Le scrutin est annoncé dans l’enceinte de l’Assemblée nationale.
Mme Manon Meunier
Je demande une suspension de séance.
M. le président
Elle est de droit.
Suspension et reprise de la séance
M. le président
La séance est suspendue.
(La séance, suspendue à dix-sept heures quinze, est reprise à dix-sept heures vingt.)
M. le président
La séance est reprise.
Article 4 quater B (appelé par priorité)
M. le président
La parole est à Mme Manon Meunier.
Mme Manon Meunier
L’article 4 quater B tend à relever à 143 000 euros le seuil de dispense de publicité et de mise en concurrence pour les marchés de travaux, fournitures ou services innovants. Nous y sommes défavorables. Nous sommes conscients que la procédure de publicité peut être lourde pour certaines entreprises et PME locales. Cependant, nous insistons sur le fait que la solution doit passer par l’instauration de critères privilégiant les entreprises locales, comme l’ont proposé M. Maurel et Mme Blin par leurs amendements, afin de développer l’emploi local et dans certaines filières de réinsertion, sans rogner sur les exigences de publicité et donc sur la transparence de la commande publique.
Nous sommes opposés au relèvement de ce seuil. Bien qu’il soit présenté comme une façon de favoriser l’innovation dans la commande publique et l’accès des start-up françaises et européennes à celle-ci, il pourrait entraîner des dérives dans l’utilisation de l’argent public ou de l’arbitraire, voire du favoritisme. Nous voterons contre cet article.
M. le président
Je mets aux voix l’article 4 quater B.
(Il est procédé au scrutin.)
M. le président
Voici le résultat du scrutin :
Nombre de votants 76
Nombre de suffrages exprimés 75
Majorité absolue 38
Pour l’adoption 54
Contre 21
(L’article 4 quater B est adopté.)
Article 4 quater (appelé par priorité)
M. le président
L’article 4 quater a été supprimé par la commission spéciale.

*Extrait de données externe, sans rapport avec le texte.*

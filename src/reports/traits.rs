//! Page visitor and report visitor contracts
//!
//! The crawler calls a `PageVisitor` once for every catalog page it
//! fetches. A `ReportVisitor` describes a keyed aggregate over pages;
//! `ReportAggregator` adapts it into a `PageVisitor` that folds each page's
//! partial aggregate into a running, key-ordered total.

use crate::catalog::CatalogPage;
use crate::Result;
use std::cmp::Ordering;
use std::collections::HashMap;
use std::hash::Hash;

/// Hook invoked with every fetched catalog page
pub trait PageVisitor {
    /// Called exactly once per fetched page, in page order, with the full
    /// page document
    fn visit_page(&mut self, page: &CatalogPage) -> Result<()>;
}

/// Visitor that ignores every page
#[derive(Debug, Clone, Copy, Default)]
pub struct NullVisitor;

impl PageVisitor for NullVisitor {
    fn visit_page(&mut self, _page: &CatalogPage) -> Result<()> {
        Ok(())
    }
}

/// A report computed from catalog pages
///
/// # Example
///
/// ```
/// use catalog_mirror::catalog::CatalogPage;
/// use catalog_mirror::reports::ReportVisitor;
/// use std::cmp::Ordering;
/// use std::collections::HashMap;
///
/// struct PageItems;
///
/// impl ReportVisitor for PageItems {
///     type Key = &'static str;
///     type Value = usize;
///
///     fn name(&self) -> &str {
///         "PageItems"
///     }
///
///     fn compare_keys(&self, a: &Self::Key, b: &Self::Key) -> Ordering {
///         a.cmp(b)
///     }
///
///     fn on_catalog_page(
///         &mut self,
///         page: &CatalogPage,
///     ) -> catalog_mirror::Result<HashMap<Self::Key, Self::Value>> {
///         Ok(HashMap::from([("items", page.items.len())]))
///     }
///
///     fn merge(&self, existing: usize, incoming: usize) -> usize {
///         existing + incoming
///     }
/// }
/// ```
pub trait ReportVisitor {
    type Key: Eq + Hash + Clone;
    type Value: Default;

    /// Stable name of the report
    fn name(&self) -> &str;

    /// Total order over keys, used to keep the aggregate sorted
    fn compare_keys(&self, a: &Self::Key, b: &Self::Key) -> Ordering;

    /// Computes the page-local partial aggregate
    fn on_catalog_page(&mut self, page: &CatalogPage) -> Result<HashMap<Self::Key, Self::Value>>;

    /// Combines the running value of a key with a page's value
    fn merge(&self, existing: Self::Value, incoming: Self::Value) -> Self::Value;
}

/// Folds a `ReportVisitor`'s per-page output into a running total
pub struct ReportAggregator<R: ReportVisitor> {
    report: R,
    rows: Vec<(R::Key, R::Value)>,
    pages_visited: usize,
}

impl<R: ReportVisitor> ReportAggregator<R> {
    pub fn new(report: R) -> Self {
        Self {
            report,
            rows: Vec::new(),
            pages_visited: 0,
        }
    }

    /// Name of the wrapped report
    pub fn name(&self) -> &str {
        self.report.name()
    }

    /// Aggregated rows, ordered by the report's key comparer
    pub fn rows(&self) -> &[(R::Key, R::Value)] {
        &self.rows
    }

    pub fn pages_visited(&self) -> usize {
        self.pages_visited
    }

    fn fold(&mut self, key: R::Key, value: R::Value) {
        let report = &self.report;
        match self
            .rows
            .binary_search_by(|(existing, _)| report.compare_keys(existing, &key))
        {
            Ok(index) => {
                let existing = std::mem::take(&mut self.rows[index].1);
                self.rows[index].1 = self.report.merge(existing, value);
            }
            Err(index) => self.rows.insert(index, (key, value)),
        }
    }
}

impl<R: ReportVisitor> PageVisitor for ReportAggregator<R> {
    fn visit_page(&mut self, page: &CatalogPage) -> Result<()> {
        let partial = self.report.on_catalog_page(page)?;
        for (key, value) in partial {
            self.fold(key, value);
        }
        self.pages_visited += 1;
        Ok(())
    }
}
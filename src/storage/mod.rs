//! Storage module for persisting mirrored data
//!
//! This module handles everything the crawler writes locally:
//! - Cursor persistence, one timestamp per catalog and depth
//! - Downloaded documents, optionally re-indented
//! - The path layout that maps catalog URLs to files

mod files;
mod paths;
mod traits;

pub use files::{atomic_write, format_json, FileCursorStore, FileDocumentStore};
pub use paths::{
    parse_page_index, resource_directory, resource_path, PathFormatter, PAGE_BUCKET_SIZE,
};
pub use traits::{CursorStore, DocumentStore, StorageError, StorageResult};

Je suis saisi de quatre amendements, nos 1013, 2496, 1539 et 2028, tendant à le rétablir et pouvant être soumis à une discussion commune.
Les amendements nos 1539 et 2028 sont identiques.
Sur tous ces amendements, je suis saisi par les groupes Rassemblement national et Écologiste et social de demandes de scrutin public.
Les scrutins sont annoncés dans l’enceinte de l’Assemblée nationale.
La parole est à Mme Julie Ozenne, pour soutenir l’amendement no 1013.
Mme Julie Ozenne
Cet amendement vise à réintroduire ce qui a été supprimé en commission spéciale, à savoir les restrictions de participation aux marchés publics des personnes qui n’ont pas rempli leurs obligations, en particulier le dépôt au greffe du tribunal de leurs comptes annuels. Nous proposons même de renforcer cette condition, puisque les entreprises devront respecter les délais fixés en la matière par le code de commerce pour participer à une procédure de passation de marché public.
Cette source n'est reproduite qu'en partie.